_THE INPUT_:
..............................
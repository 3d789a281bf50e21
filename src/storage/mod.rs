pub mod lifecycle;
pub mod store;
pub mod walk;

use std::path::Path;

use crate::error::{DlpError, Result};

/// Aligned (vector, path) pairs: `vectors[i]` is the embedding of `paths[i]`.
///
/// Fields are private so the two sequences can only grow together.
#[derive(Debug, Clone, PartialEq)]
pub struct IndexCorpus {
    dim: usize,
    vectors: Vec<Vec<f32>>,
    paths: Vec<String>,
}

impl IndexCorpus {
    pub fn new(dim: usize) -> Self {
        Self {
            dim,
            vectors: Vec::new(),
            paths: Vec::new(),
        }
    }

    /// Rebuild from persisted form: all vectors concatenated in document order.
    ///
    /// `origin` names the artifact in errors.
    pub fn from_flat(dim: usize, flat: Vec<f32>, paths: Vec<String>, origin: &Path) -> Result<Self> {
        if dim == 0 {
            return Err(DlpError::CorruptIndex {
                path: origin.to_path_buf(),
                reason: "dimension must be positive".into(),
            });
        }
        if flat.len() != dim * paths.len() {
            return Err(DlpError::CorruptIndex {
                path: origin.to_path_buf(),
                reason: format!(
                    "{} floats cannot hold {} vector(s) of dimension {}",
                    flat.len(),
                    paths.len(),
                    dim
                ),
            });
        }
        let vectors = flat.chunks_exact(dim).map(<[f32]>::to_vec).collect();
        Ok(Self {
            dim,
            vectors,
            paths,
        })
    }

    /// Append documents, keeping both sequences aligned.
    pub fn extend(&mut self, vectors: Vec<Vec<f32>>, paths: Vec<String>) -> Result<()> {
        if vectors.len() != paths.len() {
            return Err(DlpError::Storage {
                reason: format!(
                    "cannot append {} vector(s) for {} path(s)",
                    vectors.len(),
                    paths.len()
                ),
            });
        }
        if let Some(bad) = vectors.iter().find(|v| v.len() != self.dim) {
            return Err(DlpError::Embedding {
                reason: format!("expected dimension {}, got {}", self.dim, bad.len()),
            });
        }
        self.vectors.extend(vectors);
        self.paths.extend(paths);
        Ok(())
    }

    /// All vectors concatenated in document order.
    pub fn flat(&self) -> Vec<f32> {
        self.vectors.iter().flatten().copied().collect()
    }

    pub fn dim(&self) -> usize {
        self.dim
    }

    pub fn vectors(&self) -> &[Vec<f32>] {
        &self.vectors
    }

    pub fn paths(&self) -> &[String] {
        &self.paths
    }

    pub fn path(&self, label: usize) -> Option<&str> {
        self.paths.get(label).map(String::as_str)
    }

    pub fn len(&self) -> usize {
        self.paths.len()
    }

    pub fn is_empty(&self) -> bool {
        self.paths.is_empty()
    }
}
..............................
_ABOUT THIS EXERCISE_: Those lines above that contain the string "iter" should be returned.

_ANSWER SECTION_:
        if let Some(bad) = vectors.iter().find(|v| v.len() != self.dim) {
        self.vectors.iter().flatten().copied().collect()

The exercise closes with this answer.